Load Balancer Compatibility
- JWT tokens are self-contained — no server-side session state. A load balancer in front of the central cluster can route requests to either node without sticky sessions or a shared session store. Central failover is transparent to users with valid tokens.
LDAP Connection Failure
- New logins: If the LDAP/AD server is unreachable, login attempts fail. Users cannot be authenticated without LDAP.
- Active sessions: Users with valid (not-yet-expired) JWTs can continue operating with their current roles. The token refresh is skipped until LDAP is available again.

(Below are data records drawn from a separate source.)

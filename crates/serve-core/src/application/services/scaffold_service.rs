//! Scaffold Service - main application orchestrator.
//!
//! `create` and `convert` are fixed sequences of idempotent steps:
//! 1. Establish the base structure (directories, rendered files, restart marker)
//! 2. Mode-specific directories (`create`) or layout moves (`convert`)
//! 3. Hand off to the framework installer when a framework was requested
//!
//! A failing step halts the sequence; everything before it stays on disk and
//! a re-run picks up where it stopped.

use std::path::PathBuf;

use chrono::{DateTime, Local};
use tracing::{info, instrument};

use crate::{
    application::{
        ApplicationError,
        ports::{
            Filesystem, FrameworkInstaller, Reporter, SilentReporter, TemplateStore,
            VersionControlConfigReader,
        },
        services::{project_writer::ProjectWriter, template_service::TemplateService},
    },
    domain::{
        ActionKind, ProjectConfig, ProjectOptions, RenderContext, ScaffoldMode, ScaffoldReport,
        TemplateName, paths::lexical_clean,
    },
    error::ServeResult,
};

/// Directories shared by `create` and `convert`, relative to the location.
pub const BASE_DIRECTORIES: [&str; 4] = [".", "public", "tmp", "views"];

/// Extra directories for a fresh project.
pub const CREATE_DIRECTORIES: [&str; 4] = [
    "public/images",
    "public/javascripts",
    "public/stylesheets",
    "sass",
];

/// `(from, to)` moves applied by `convert`, in order.
pub const CONVERT_MOVES: [(&str, &str); 4] = [
    ("images", "public/"),
    ("stylesheets", "public/"),
    ("javascripts", "public/"),
    ("src", "sass"),
];

/// Marker file Passenger-style servers watch for restarts.
pub const RESTART_MARKER: &str = "tmp/restart.txt";

const AUTHOR_KEY: &str = "user.name";

/// Main scaffolding service.
pub struct ProjectScaffolder {
    filesystem: Box<dyn Filesystem>,
    templates: TemplateService,
    installer: Box<dyn FrameworkInstaller>,
    version_control: Box<dyn VersionControlConfigReader>,
    reporter: Box<dyn Reporter>,
    working_dir: Option<PathBuf>,
    timestamp: Option<DateTime<Local>>,
}

impl ProjectScaffolder {
    /// Create a scaffolder with the given adapters.
    ///
    /// Defaults: process working directory, wall-clock time, no progress output.
    pub fn new(
        filesystem: Box<dyn Filesystem>,
        store: Box<dyn TemplateStore>,
        installer: Box<dyn FrameworkInstaller>,
        version_control: Box<dyn VersionControlConfigReader>,
    ) -> Self {
        Self {
            filesystem,
            templates: TemplateService::new(store),
            installer,
            version_control,
            reporter: Box::new(SilentReporter),
            working_dir: None,
            timestamp: None,
        }
    }

    /// Receive every action as it happens.
    pub fn with_reporter(mut self, reporter: Box<dyn Reporter>) -> Self {
        self.reporter = reporter;
        self
    }

    /// Resolve relative paths against `dir` instead of the process CWD.
    pub fn with_working_dir(mut self, dir: impl Into<PathBuf>) -> Self {
        self.working_dir = Some(dir.into());
        self
    }

    /// Render templates with a fixed timestamp.
    pub fn with_timestamp(mut self, timestamp: DateTime<Local>) -> Self {
        self.timestamp = Some(timestamp);
        self
    }

    /// Build the immutable config for one run.
    ///
    /// Looks up the author in version control unless the options name one.
    #[instrument(skip_all, fields(project = %options.name))]
    pub fn configure(&self, options: ProjectOptions) -> ServeResult<ProjectConfig> {
        let working_dir = self.working_dir()?;

        let author_lookup = if options.author.is_some() {
            None
        } else {
            self.version_control.read(AUTHOR_KEY)
        };

        let config = ProjectConfig::new(options, author_lookup, working_dir)?;
        info!(
            location = %config.location().display(),
            author = %config.author_name(),
            framework = config.framework().unwrap_or("none"),
            "Project configured"
        );
        Ok(config)
    }

    /// Scaffold a new project.
    #[instrument(skip_all, fields(location = %config.location().display()))]
    pub fn create(&self, config: &ProjectConfig) -> ServeResult<ScaffoldReport> {
        let mut writer = self.writer(config, ScaffoldMode::Create);

        self.setup_base(&mut writer, config)?;
        for dir in CREATE_DIRECTORIES {
            writer.make_path(dir)?;
        }
        self.install_framework(&mut writer, config)?;

        let report = writer.finish();
        info!(actions = report.actions.len(), "Create completed");
        Ok(report)
    }

    /// Convert an existing Compass project layout.
    #[instrument(skip_all, fields(location = %config.location().display()))]
    pub fn convert(&self, config: &ProjectConfig) -> ServeResult<ScaffoldReport> {
        let mut writer = self.writer(config, ScaffoldMode::Convert);

        self.setup_base(&mut writer, config)?;
        for (from, to) in CONVERT_MOVES {
            writer.move_file(from, to)?;
        }
        self.install_framework(&mut writer, config)?;

        let report = writer.finish();
        info!(moved = report.count(ActionKind::Move), "Convert completed");
        Ok(report)
    }

    /// Template availability for the configured store.
    pub fn templates(&self) -> &TemplateService {
        &self.templates
    }

    // -------------------------------------------------------------------------
    // Internal Helpers
    // -------------------------------------------------------------------------

    fn writer<'a>(&'a self, config: &'a ProjectConfig, mode: ScaffoldMode) -> ProjectWriter<'a> {
        ProjectWriter::new(self.filesystem.as_ref(), self.reporter.as_ref(), config, mode)
    }

    /// Directories, rendered boilerplate, and the restart marker.
    ///
    /// All templates are rendered before the first file is written so a
    /// broken template store never leaves half the boilerplate behind.
    fn setup_base(&self, writer: &mut ProjectWriter<'_>, config: &ProjectConfig) -> ServeResult<()> {
        for dir in BASE_DIRECTORIES {
            writer.make_path(dir)?;
        }

        let context = RenderContext::for_project(config, self.timestamp.unwrap_or_else(Local::now));
        let rendered = TemplateName::ALL
            .into_iter()
            .map(|name| self.templates.render(name, &context).map(|text| (name, text)))
            .collect::<ServeResult<Vec<_>>>()?;

        for (name, contents) in rendered {
            writer.create_file(name.output_file(), &contents)?;
        }

        writer.create_empty_file(RESTART_MARKER)?;
        Ok(())
    }

    /// Installer errors are returned unchanged.
    fn install_framework(
        &self,
        writer: &mut ProjectWriter<'_>,
        config: &ProjectConfig,
    ) -> ServeResult<()> {
        let Some(framework) = config.framework() else {
            return Ok(());
        };

        writer.record(ActionKind::Installing, framework.to_string());
        let root = lexical_clean(&config.working_dir().join(config.location()));
        self.installer.install(&root, framework)
    }

    fn working_dir(&self) -> ServeResult<PathBuf> {
        match &self.working_dir {
            Some(dir) => Ok(dir.clone()),
            None => std::env::current_dir().map_err(|e| {
                ApplicationError::WorkingDirectoryUnavailable {
                    reason: e.to_string(),
                }
                .into()
            }),
        }
    }
}

#[cfg(test)]
mod tests {
    use std::path::Path;

    use super::*;
    use crate::application::ports::{
        MockFilesystem, MockFrameworkInstaller, MockTemplateStore, MockVersionControlConfigReader,
    };
    use crate::error::ServeError;

    fn store() -> MockTemplateStore {
        let mut store = MockTemplateStore::new();
        store
            .expect_load()
            .returning(|name| Ok(format!("{} for {{{{PROJECT_NAME}}}}", name)));
        store
    }

    fn no_git() -> MockVersionControlConfigReader {
        let mut git = MockVersionControlConfigReader::new();
        git.expect_read().returning(|_| None);
        git
    }

    fn idle_installer() -> MockFrameworkInstaller {
        let mut installer = MockFrameworkInstaller::new();
        installer.expect_install().never();
        installer
    }

    #[test]
    fn configure_reads_author_from_version_control() {
        let mut git = MockVersionControlConfigReader::new();
        git.expect_read()
            .withf(|key| key == "user.name")
            .times(1)
            .returning(|_| Some("Ada Lovelace".into()));

        let scaffolder = ProjectScaffolder::new(
            Box::new(MockFilesystem::new()),
            Box::new(store()),
            Box::new(idle_installer()),
            Box::new(git),
        )
        .with_working_dir("/tmp/work");

        let config = scaffolder
            .configure(ProjectOptions::new("blog-site", "/tmp/work"))
            .unwrap();
        assert_eq!(config.author_name(), "Ada Lovelace");
        assert_eq!(config.location(), Path::new("blog_site"));
    }

    #[test]
    fn configure_skips_lookup_for_explicit_author() {
        let mut git = MockVersionControlConfigReader::new();
        git.expect_read().never();

        let scaffolder = ProjectScaffolder::new(
            Box::new(MockFilesystem::new()),
            Box::new(store()),
            Box::new(idle_installer()),
            Box::new(git),
        )
        .with_working_dir("/tmp/work");

        let config = scaffolder
            .configure(ProjectOptions::new("site", ".").with_author("Grace"))
            .unwrap();
        assert_eq!(config.author_name(), "Grace");
    }

    #[test]
    fn create_over_complete_tree_changes_nothing() {
        let mut fs = MockFilesystem::new();
        fs.expect_exists().returning(|_| true);
        fs.expect_create_dir_all().never();
        fs.expect_write_file().never();
        fs.expect_rename().never();
        fs.expect_touch()
            .withf(|path| path == Path::new("blog_site/tmp/restart.txt"))
            .times(1)
            .returning(|_| Ok(()));

        let scaffolder = ProjectScaffolder::new(
            Box::new(fs),
            Box::new(store()),
            Box::new(idle_installer()),
            Box::new(no_git()),
        )
        .with_working_dir("/tmp/work");
        let config = scaffolder
            .configure(ProjectOptions::new("blog-site", "."))
            .unwrap();

        let report = scaffolder.create(&config).unwrap();
        assert!(report.is_noop());
        assert_eq!(report.count(ActionKind::Exists), 4 + 5 + 4);
    }

    #[test]
    fn missing_template_stops_before_files_are_written() {
        let mut fs = MockFilesystem::new();
        fs.expect_exists().returning(|_| false);
        fs.expect_create_dir_all().times(4).returning(|_| Ok(()));
        fs.expect_write_file().never();
        fs.expect_touch().never();

        let mut store = MockTemplateStore::new();
        store.expect_load().returning(|name| match name {
            TemplateName::Readme => Err(ApplicationError::TemplateNotFound {
                name: name.to_string(),
                source_description: "test store".into(),
            }
            .into()),
            _ => Ok("ok".into()),
        });

        let scaffolder = ProjectScaffolder::new(
            Box::new(fs),
            Box::new(store),
            Box::new(idle_installer()),
            Box::new(no_git()),
        )
        .with_working_dir("/tmp/work");
        let config = scaffolder.configure(ProjectOptions::new("site", ".")).unwrap();

        let err = scaffolder.create(&config).unwrap_err();
        assert!(matches!(
            err,
            ServeError::Application(ApplicationError::TemplateNotFound { .. })
        ));
    }

    #[test]
    fn installer_receives_absolute_location_and_errors_pass_through() {
        let mut fs = MockFilesystem::new();
        fs.expect_exists().returning(|_| true);
        fs.expect_touch().returning(|_| Ok(()));

        let mut installer = MockFrameworkInstaller::new();
        installer
            .expect_install()
            .withf(|location, framework| {
                location == Path::new("/tmp/work/sites/blog") && framework == "jquery"
            })
            .times(1)
            .returning(|_, framework| {
                Err(ApplicationError::FrameworkInstallFailed {
                    framework: framework.to_string(),
                    reason: "offline".into(),
                }
                .into())
            });

        let scaffolder = ProjectScaffolder::new(
            Box::new(fs),
            Box::new(store()),
            Box::new(installer),
            Box::new(no_git()),
        )
        .with_working_dir("/tmp/work");
        let config = scaffolder
            .configure(ProjectOptions::new("blog", "sites").with_framework("jquery"))
            .unwrap();

        let err = scaffolder.create(&config).unwrap_err();
        assert!(matches!(
            err,
            ServeError::Application(ApplicationError::FrameworkInstallFailed { ref reason, .. })
                if reason == "offline"
        ));
    }
}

This avoids disrupting engineers mid-work during a brief LDAP outage.
- Recovery: When LDAP becomes reachable again, the next token refresh cycle re-queries group memberships and issues a fresh token with current roles.
Roles
Admin
- Scope: System-wide (always).
- Permissions:
- Manage site definitions.
- Manage site-level data connections (define and assign to sites).
- Manage area definitions per site.
- Manage LDAP group-to-role mappings.
- Manage API keys (create, enable/disable, delete).
- System-level configuration.
- View audit logs.
Design
- Scope: System-wide (always).
- Permissions:
- Create, edit, delete templates (including attributes, alarms, scripts).
- Manage shared scripts.
- Manage external system definitions.
- Manage database connection definitions.
- Manage notification lists and SMTP configuration.
- Manage inbound API method definitions.
- Run on-demand validation (template flattening, script compilation).
Deployment
- Scope: System-wide or site-scoped.
- Permissions:
- Create and manage instances (overrides, connection bindings, area assignment).
- Disable, enable, and delete instances.
- Deploy configurations to instances.
- Deploy system-wide artifacts (shared scripts, external system definitions, DB connections, notification lists) to all sites.
- View deployment diffs and status.
- Use debug view.
- Manage parked messages.
- View site event logs.
- Site scoping: A user with site-scoped Deployment role can only perform these actions for instances at their permitted sites.
Multi-Role Support
- A user can hold multiple roles simultaneously by being a member of multiple LDAP groups.
- Roles are independent — there is no implied hierarchy between roles.
- For example, a user who is a member of both
SCADA-DesignersandSCADA-Deploy-Allholds both the Design and Deployment roles, allowing them to author templates and also deploy configurations.
LDAP Group Mapping
- System administrators configure mappings between LDAP groups and roles.
- Examples:
SCADA-Admins→ Admin roleSCADA-Designers→ Design roleSCADA-Deploy-All→ Deployment role (all sites)SCADA-Deploy-SiteA→ Deployment role (Site A only)SCADA-Deploy-SiteB→ Deployment role (Site B only)
- A user can be a member of multiple groups, granting multiple independent roles.
- Group mappings are stored in the configuration database and managed via the Central UI (Admin role).
Permission Enforcement
- Every API endpoint and UI action checks the authenticated user's roles before proceeding.
- Site-scoped checks additionally verify the target site is within the user's permitted sites.
- Unauthorized actions return an appropriate error and are not logged as audit events (only successful changes are audited).
Dependencies
- Active Directory / LDAP: Source of user identity and group memberships.
- Configuration Database (MS SQL): Stores LDAP group-to-role mappings and site scoping rules.
- Configuration Database (via IAuditService): Security/admin changes (role mapping updates) are audit logged.
Interactions
- Central UI: All UI requests pass through authentication and authorization.
- Template Engine: Design role enforcement.
- Deployment Manager: Deployment role enforcement with site scoping.
- All central components: Role checks are a cross-cutting concern applied at the API layer.